Top Gun Sports & Entertainment, Inc.
Dear Sirs:
This letter outlines a proposal whereby Altrimega Health Corporation,
d/b/a/ Creative Holdings & Marketing Corporation, ("Creative"), a Nevada
corporation in good standing with offices at 0000 Xxxxxxxx Xxxxxx, Xxxxx 000,
Xxxxxx Xxxxx, XX 00000 will acquire 100% of the outstanding shares of Top Gun
Sports & Entertainment, Inc. ("TGSE"), a Nevada corporation in good standing,
subject to and encompassing the following terms and conditions.
1. Creative will issue approximately twenty-six million (26,000,000) shares of
its common stock to the shareholders of TGSE in exchange for 100% of the issued
and outstanding stock of TGSE. TGSE will execute a simultaneous closing with Top
Gun Sports & Entertainment, Inc. a Delaware corporation, ("TopGun").

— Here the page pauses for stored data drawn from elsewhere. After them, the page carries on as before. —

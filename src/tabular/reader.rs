//! Row assembly
//!
//! Folds the token stream into rows. The delimiter is sniffed from the first
//! line: whichever of comma, semicolon and tab occurs most often there wins,
//! comma on ties. Separator tokens that are not the delimiter are plain text.
//!
//! A double quote only opens a quoted cell at the very start of a cell, so
//! an inch mark such as `5" gun` stays in its cell.
use super::tokens::{unquote, Token};
use super::Row;
use logos::{Lexer, Logos};

#[derive(Debug, Clone, Copy, PartialEq, Eq)]
pub enum Delimiter {
    Comma,
    Semicolon,
    Tab,
}

impl Delimiter {
    fn matches(self, token: &Token) -> bool {
        matches!(
            (self, token),
            (Delimiter::Comma, Token::Comma)
                | (Delimiter::Semicolon, Token::Semicolon)
                | (Delimiter::Tab, Token::Tab)
        )
    }
}

/// Token stream in which a quoted token only counts at the start of a cell.
/// Anywhere else its opening quote is text and lexing resumes right after it.
struct Scanner<'s> {
    source: &'s str,
    offset: usize,
    lexer: Lexer<'s, Token>,
    cell_start: bool,
    // None while sniffing: every separator token starts a cell
    delimiter: Option<Delimiter>,
}

impl<'s> Scanner<'s> {
    fn new(source: &'s str, delimiter: Option<Delimiter>) -> Self {
        Scanner {
            source,
            offset: 0,
            lexer: Token::lexer(source),
            cell_start: true,
            delimiter,
        }
    }

    fn separates(&self, token: &Token) -> bool {
        match self.delimiter {
            Some(delimiter) => delimiter.matches(token),
            None => token.is_delimiter(),
        }
    }
}

impl<'s> Iterator for Scanner<'s> {
    type Item = (Token, &'s str);

    fn next(&mut self) -> Option<Self::Item> {
        let token = self.lexer.next()?;
        let slice = self.lexer.slice();
        // Anything the lexer rejects is cell text
        let token = token.unwrap_or(Token::Bare);
        if token == Token::Quoted && !self.cell_start {
            let resume = self.offset + self.lexer.span().start + 1;
            self.offset = resume;
            self.lexer = Token::lexer(&self.source[resume..]);
            return Some((Token::Quote, &slice[..1]));
        }
        self.cell_start = token == Token::Newline || self.separates(&token);
        Some((token, slice))
    }
}

/// Guess the delimiter from the first line of `source`.
pub fn sniff_delimiter(source: &str) -> Delimiter {
    let (mut commas, mut semicolons, mut tabs) = (0usize, 0usize, 0usize);
    for (token, _) in Scanner::new(source, None) {
        match token {
            Token::Newline => break,
            Token::Comma => commas += 1,
            Token::Semicolon => semicolons += 1,
            Token::Tab => tabs += 1,
            _ => {}
        }
    }
    if semicolons > commas && semicolons >= tabs {
        Delimiter::Semicolon
    } else if tabs > commas && tabs > semicolons {
        Delimiter::Tab
    } else {
        Delimiter::Comma
    }
}

/// Read all rows of `source`, sniffing the delimiter first.
pub fn read_rows(source: &str) -> Vec<Row> {
    let delimiter = sniff_delimiter(source);
    log::debug!("tabular: sniffed delimiter {:?}", delimiter);
    read_rows_with(source, delimiter)
}

/// Read all rows of `source` using a known delimiter.
pub fn read_rows_with(source: &str, delimiter: Delimiter) -> Vec<Row> {
    let mut rows = Vec::new();
    let mut row: Row = Vec::new();
    let mut cell = String::new();
    // Whether anything (text or a delimiter) was seen on the current line
    let mut line_started = false;

    for (token, slice) in Scanner::new(source, Some(delimiter)) {
        match token {
            Token::Newline => {
                row.push(std::mem::take(&mut cell));
                rows.push(std::mem::take(&mut row));
                line_started = false;
                continue;
            }
            ref t if delimiter.matches(t) => {
                row.push(std::mem::take(&mut cell));
            }
            Token::Quoted => cell.push_str(&unquote(slice)),
            // Bare text, foreign delimiters and stray quotes are cell text
            _ => cell.push_str(slice),
        }
        line_started = true;
    }
    if line_started {
        row.push(cell);
        rows.push(row);
    }
    rows
}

2. Creative currently is affecting a 1-for-1000 reverse stock split of its
issued and outstanding shares that will reduce its issued and outstanding shares
to approximately 49,140 shares. Prior to Closing, Creative will submit a 14C
filing with to the S.E.C. for review that would change the name of the
corporation to Top Gun Sports & Entertainment, Inc. and increase the authorized
capitalization to 250,000,000.
3. Creative will provide a best efforts financing to sell 1) an Aggregate
$750,000 convertible debenture (convertible at $0.50 per share with an attached
warrant to exercise at $1.50 per share); 2) a private placement of $750,000
consisting of units of Common Stock at $0.75 per share and Common Stock Purchase
Warrants with exercise prices at $1.50 per share, and 3) a $1,000,000 to
$5,000,000 mini/max secondary offering at the price of $1.00 per share.
4. The proposed transaction set forth herein are subject to the following
conditions:
(a) Verification to the satisfaction of Creative and its counsel or
advisors of the financial condition, liabilities, assets, business
prospects, sales margins, customer relations, employee matters,
litigation, contractual obligations, proprietary rights, and other
matters as deemed appropriate by the stockholders of Creative.
(b) Approval of the final merger agreement by a majority of shareholders
of Creative and all shareholders of TGSE, TopGun and by any required
suppliers, creditors, customers or regulatory authorities.
(c) The Closing of the $750,000 bridge financing on the terms stated
above.
(d) Creative shall represent that it is current in its reports due under
the Securities Exchange Act of 1934, as amended, and that it will
have no material assets or liabilities at the time of Closing.
5. Subject to the requirements of law, any news release or other public
statements by Creative or TGSE pertaining to the proposed transactions shall be
approved in writing by all parties prior to the release of such information.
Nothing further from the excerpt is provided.